Por Elissandro dos Santos Santana, Porto Seguro, para Desacato.info.
O “Vivir Bien”, documento elaborado pelas Relações Exteriores do Estado Plurinacional da Bolívia, é um convite à reflexão constante sobre outra forma de fazer política e nascimento do político sustentável nos limites do discurso e da práxis.
O texto está repleto de experiências, práticas e discursos ambientais que podem servir de referência para outras nações latino-americanas, como, também, para todo o Planeta.
O documento desponta não somente como oportunidade de análise em torno dos dez mandamentos necessários para salvar o Planeta, a humanidade e a vida, mas, também e, principalmente, para refletir sobre a noção profunda de que a Terra não nos pertence e que nós é que pertencemos Ela.
Os dez mandamentos do “Vivir Bien” são os seguintes:
- Primeiro: terminar, acabar com, erradicar o sistema capitalista;
- Segundo: renunciar à Guerra;
- Terceiro: um mundo sem imperialismo nem colonialismo;
- Quarto: a água é de todos os seres vivos;
- Quinto: desenvolvimento de energias limpas e amigáveis com a natureza;
- Sexto: respeito à Mãe Terra;
- Sétimo: serviços básicos como direito humano;
- Oitavo: consumir o necessário, priorizar o que produzimos e consumismo localmente;
- Nono: promover a diversidade de culturas e economias;
- Décimo: viver bem.
Acerca do último mandamento, o viver bem, é interessante pontuar que, segundo Evo Morales e a filosofia andina boliviana, isso é diferente do “viver melhor”, pois no sonho de viver melhor residem insustentabilidades, sendo que o principal deles é o egoísmo. Viver melhor pressupõe que alguém viverá pior ou não tão bem. No viver melhor há relações hierárquicas que precisam ser combatidas, pois todos têm direito a um viver bem, a uma vida com dignidade e respeito.

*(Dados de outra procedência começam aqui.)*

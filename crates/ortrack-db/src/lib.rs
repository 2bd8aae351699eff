//! # ortrack-db: Database Layer for ORtrack
//!
//! This crate provides database access for the ORtrack engine.
//! It uses SQLite for storage with sqlx for async operations.
//!
//! ## Architecture Position
//! ```text
//! ┌─────────────────────────────────────────────────────────────────────────┐
//! │                        ORtrack Data Flow                                │
//! │                                                                         │
//! │  ortrack-engine service (EventService::record_event)                   │
//! │       │                                                                 │
//! │       ▼                                                                 │
//! │  ┌─────────────────────────────────────────────────────────────────┐   │
//! │  │                     ortrack-db (THIS CRATE)                     │   │
//! │  │                                                                 │   │
//! │  │   ┌───────────────┐    ┌───────────────┐    ┌──────────────┐  │   │
//! │  │   │   Database    │    │  Repositories │    │  Migrations  │  │   │
//! │  │   │   (pool.rs)   │    │               │    │  (embedded)  │  │   │
//! │  │   │               │    │ EventStore    │    │              │  │   │
//! │  │   │ SqlitePool    │◄───│ ItemRepo      │    │ 001_initial_ │  │   │
//! │  │   │ WAL, FKs on   │    │ CatalogRepo   │    │   schema.sql │  │   │
//! │  │   │               │    │ DeviceRepo    │    │              │  │   │
//! │  │   └───────────────┘    └───────────────┘    └──────────────┘  │   │
//! │  │                                                                 │   │
//! │  └─────────────────────────────────────────────────────────────────┘   │
//! │       │                                                                 │
//! │       ▼                                                                 │
//! │  SQLite database file (path from EngineConfig)                         │
//! └─────────────────────────────────────────────────────────────────────────┘
//! ```
//!
//! ## Usage
//!
//! ```rust,ignore
//! use ortrack_db::{Database, DbConfig};
//!
//! let db = Database::new(DbConfig::new("ortrack.db")).await?;
//! let item = db.items().find_by_barcode("fac-1", "BC-0001").await?;
//! ```

// =============================================================================
// Module Declarations
// =============================================================================

pub mod error;
pub mod migrations;
pub mod pool;
pub mod repository;

// =============================================================================
// Re-exports
// =============================================================================

pub use error::{DbError, DbResult};
pub use pool::{Database, DbConfig};

pub use repository::catalog::CatalogRepository;
pub use repository::device::{DeviceEventRepository, DeviceRepository};
pub use repository::event::{EventStore, PendingEvent};
pub use repository::item::InventoryItemRepository;
pub use repository::reference::{LocationRepository, VendorRepository};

No que concerne aos dez mandamentos para o viver bem para salvar o Planeta, a Humanidade e a Vida há que se saber o seguinte:
Com relação ao primeiro mandamento, é preciso ter em mente que o sistema capitalista nos traz egoísmo, individualismo, até regionalismo, a sede de ganância, a forma de viver em luxo, só pensar em lucro e não jamais em igualdade dos seres humanos que vivemos ou habitamos no planeta terra.

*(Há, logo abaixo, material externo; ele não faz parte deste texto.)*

//! # Engine Error Type
//!
//! Unified error type for engine operations.
//!
//! ## Error Handling Strategy
//! ```text
//! ┌─────────────────────────────────────────────────────────────────────────┐
//! │                    Error Flow in ORtrack                                │
//! │                                                                         │
//! │  Caller                      Engine                                     │
//! │  ──────                      ──────                                     │
//! │                                                                         │
//! │  engine.events().record_event(..)                                      │
//! │         │                                                               │
//! │         ▼                                                               │
//! │  ┌──────────────────────────────────────────────────────────────────┐  │
//! │  │  Service method                                                  │  │
//! │  │  EngineResult<T>                                                 │  │
//! │  │         │                                                        │  │
//! │  │         ▼                                                        │  │
//! │  │  Store error? ──── DbError::StaleWrite ──► retry ──► Conflict   │  │
//! │  │         │          DbError::NotFound ─────────────► NotFound    │  │
//! │  │         ▼                                                        │  │
//! │  │  Policy error? ─── ValidationError ───────────────► Validation  │  │
//! │  │         │                                                        │  │
//! │  │         ▼                                                        │  │
//! │  │  Success ──────────────────────────────────────────────────────►│  │
//! │  └──────────────────────────────────────────────────────────────────┘  │
//! │                                                                         │
//! │  ApiError { code: "CONFLICT", message, existingItemId }                │
//! └─────────────────────────────────────────────────────────────────────────┘
//! ```
//!
//! ## Serialization
//! [`ApiError`] is what a UI receives: a machine-readable `code` plus a
//! human-readable `message`, and the structured details needed to act on it
//! (violated constraints, missing ids, the item holding a duplicate barcode).

use serde::Serialize;
use thiserror::Error;
use ts_rs::TS;

use crate::config::ConfigError;
use ortrack_core::{CoreError, ValidationError};
use ortrack_db::DbError;

/// Errors returned by engine services.
#[derive(Debug, Error)]
pub enum EngineError {
    /// Entity absent from the caller's facility.
    #[error("{entity} not found: {id}")]
    NotFound { entity: String, id: String },

    /// A bulk batch referenced items that do not exist. Nothing was written.
    #[error("Inventory items not found: {}", .missing_ids.join(", "))]
    ItemsNotFound { missing_ids: Vec<String> },

    /// Input or policy violation, carrying the complete violation set.
    #[error(transparent)]
    Validation(#[from] ValidationError),

    /// Duplicate barcode, or concurrent writers kept winning.
    #[error("{message}")]
    Conflict {
        message: String,
        /// Item already holding the barcode, when that is the cause.
        existing_item_id: Option<String>,
    },

    /// Store failure that is not the caller's fault.
    #[error("Database error: {0}")]
    Database(DbError),

    /// Configuration could not be loaded or is invalid.
    #[error(transparent)]
    Config(#[from] ConfigError),

    /// Internal error.
    #[error("Internal error: {0}")]
    Internal(String),
}

impl EngineError {
    /// Creates a NotFound error for a given entity type and ID.
    pub fn not_found(entity: impl Into<String>, id: impl Into<String>) -> Self {
        EngineError::NotFound {
            entity: entity.into(),
            id: id.into(),
        }
    }

    /// Machine-readable code for this error.
    pub fn code(&self) -> ErrorCode {
        match self {
            EngineError::NotFound { .. } | EngineError::ItemsNotFound { .. } => {
                ErrorCode::NotFound
            }
            EngineError::Validation(_) => ErrorCode::ValidationError,
            EngineError::Conflict { .. } => ErrorCode::Conflict,
            EngineError::Database(_) => ErrorCode::DatabaseError,
            EngineError::Config(_) => ErrorCode::ConfigError,
            EngineError::Internal(_) => ErrorCode::Internal,
        }
    }
}

/// Error codes at the service boundary.
///
/// ## Usage in a UI
/// ```typescript
/// switch (e.code) {
///   case 'CONFLICT':
///     if (e.existingItemId) offerViewExisting(e.existingItemId);
///     break;
///   case 'VALIDATION_ERROR':
///     highlightFields(e.constraints);
///     break;
/// }
/// ```
#[derive(Debug, Clone, Copy, PartialEq, Eq, Serialize, TS)]
#[ts(export)]
#[serde(rename_all = "SCREAMING_SNAKE_CASE")]
pub enum ErrorCode {
    /// Entity absent or in another facility (404)
    NotFound,

    /// Input or policy validation failed (400)
    ValidationError,

    /// Duplicate barcode or lost concurrency race (409)
    Conflict,

    /// Database operation failed (500)
    DatabaseError,

    /// Configuration missing or invalid
    ConfigError,

    /// Internal error (500)
    Internal,
}

/// Serializable form of an [`EngineError`].
#[derive(Debug, Clone, Serialize, TS)]
#[ts(export)]
#[serde(rename_all = "camelCase")]
pub struct ApiError {
    pub code: ErrorCode,
    pub message: String,
    /// Violated constraint names, e.g. `GRATIS_REASON_REQUIRED`.
    #[serde(skip_serializing_if = "Vec::is_empty")]
    pub constraints: Vec<String>,
    #[serde(skip_serializing_if = "Vec::is_empty")]
    pub missing_ids: Vec<String>,
    #[serde(skip_serializing_if = "Option::is_none")]
    pub existing_item_id: Option<String>,
}

impl From<&EngineError> for ApiError {
    fn from(err: &EngineError) -> Self {
        let constraints = match err {
            EngineError::Validation(v) => v
                .constraint_names()
                .into_iter()
                .map(str::to_string)
                .collect(),
            _ => Vec::new(),
        };
        let missing_ids = match err {
            EngineError::ItemsNotFound { missing_ids } => missing_ids.clone(),
            _ => Vec::new(),
        };
        let existing_item_id = match err {
            EngineError::Conflict {
                existing_item_id, ..
            } => existing_item_id.clone(),
            _ => None,
        };

        // Store internals stay in the logs.
        let message = match err {
            EngineError::Database(_) => "Database operation failed".to_string(),
            other => other.to_string(),
        };

        ApiError {
            code: err.code(),
            message,
            constraints,
            missing_ids,
            existing_item_id,
        }
    }
}

/// Converts database errors to engine errors.
impl From<DbError> for EngineError {
    fn from(err: DbError) -> Self {
        match err {
            DbError::NotFound { entity, id } => EngineError::NotFound { entity, id },
            DbError::ItemsNotFound { missing_ids } => EngineError::ItemsNotFound { missing_ids },
            DbError::UniqueViolation { field, value } => EngineError::Conflict {
                message: format!("Duplicate {}: '{}' already exists", field, value),
                existing_item_id: None,
            },
            DbError::StaleWrite { entity, id, .. } => EngineError::Conflict {
                message: format!("{} {} was modified concurrently", entity, id),
                existing_item_id: None,
            },
            DbError::QueryFailed(e) => {
                tracing::error!(error = %e, "Database query failed");
                EngineError::Database(DbError::QueryFailed(e))
            }
            DbError::Internal(e) => {
                tracing::error!(error = %e, "Internal database error");
                EngineError::Database(DbError::Internal(e))
            }
            other => EngineError::Database(other),
        }
    }
}

/// Converts core errors to engine errors.
impl From<CoreError> for EngineError {
    fn from(err: CoreError) -> Self {
        match err {
            CoreError::NotFound { entity, id } => EngineError::NotFound { entity, id },
            CoreError::ItemsNotFound { missing_ids } => EngineError::ItemsNotFound { missing_ids },
            CoreError::DuplicateBarcode {
                barcode,
                existing_item_id,
            } => EngineError::Conflict {
                message: format!(
                    "Barcode '{}' is already assigned to item {}",
                    barcode, existing_item_id
                ),
                existing_item_id: Some(existing_item_id),
            },
            CoreError::Validation(e) => EngineError::Validation(e),
        }
    }
}

/// Result type for engine operations.
pub type EngineResult<T> = Result<T, EngineError>;

#[cfg(test)]
mod tests {
    use super::*;
    use ortrack_core::validation::FinancialViolation;

    #[test]
    fn test_stale_write_maps_to_conflict() {
        let err: EngineError = DbError::StaleWrite {
            entity: "InventoryItem".to_string(),
            id: "item-1".to_string(),
            expected: 3,
        }
        .into();
        assert_eq!(err.code(), ErrorCode::Conflict);
    }

    #[test]
    fn test_duplicate_barcode_carries_existing_item() {
        let err: EngineError = CoreError::DuplicateBarcode {
            barcode: "BC-1".to_string(),
            existing_item_id: "item-9".to_string(),
        }
        .into();

        let api = ApiError::from(&err);
        assert_eq!(api.code, ErrorCode::Conflict);
        assert_eq!(api.existing_item_id.as_deref(), Some("item-9"));
    }

    #[test]
    fn test_api_error_lists_constraints() {
        let err = EngineError::Validation(ValidationError::FinancialPolicy {
            violations: vec![
                FinancialViolation::VendorInactive,
                FinancialViolation::GratisReasonRequired,
            ],
        });

        let json = serde_json::to_value(ApiError::from(&err)).unwrap();
        assert_eq!(json["code"], "VALIDATION_ERROR");
        assert_eq!(
            json["constraints"],
            serde_json::json!(["VENDOR_INACTIVE", "GRATIS_REASON_REQUIRED"])
        );
        assert!(json.get("missingIds").is_none());
    }

    #[test]
    fn test_database_details_not_exposed() {
        let err: EngineError = DbError::QueryFailed("no such column: secret".to_string()).into();
        let api = ApiError::from(&err);
        assert_eq!(api.code, ErrorCode::DatabaseError);
        assert!(!api.message.contains("secret"));
    }
}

No segundo mandamento, aparece uma das filosofias mais sustentáveis que a humanidade pode aprender, que das guerras não ganham os povos, somente ganham os impérios; nas guerras não ganham as nações, mas as empresas do ódio e da conquista. As guerras beneficiam a poucas famílias e não aos povos.
No terceiro mandamento, aprendemos que quando algum país quer cooperar com outro, condiciona a privatização dos recursos naturais à luta contra o terrorismo.
No que diz respeito ao quarto mandamento, é possível perceber que a água é um direito humano e, por isso, de todos os seres vivos deste planeta; a água é vida, é um recurso natural de vida. Sendo assim, pode-se dizer que até podemos viver sem luz, sem foco, sem energia, porém, não podemos viver sem água. Nesse ínterim, torna-se oportuno mencionar que não é possível que existam políticas que permitam a privatização da água.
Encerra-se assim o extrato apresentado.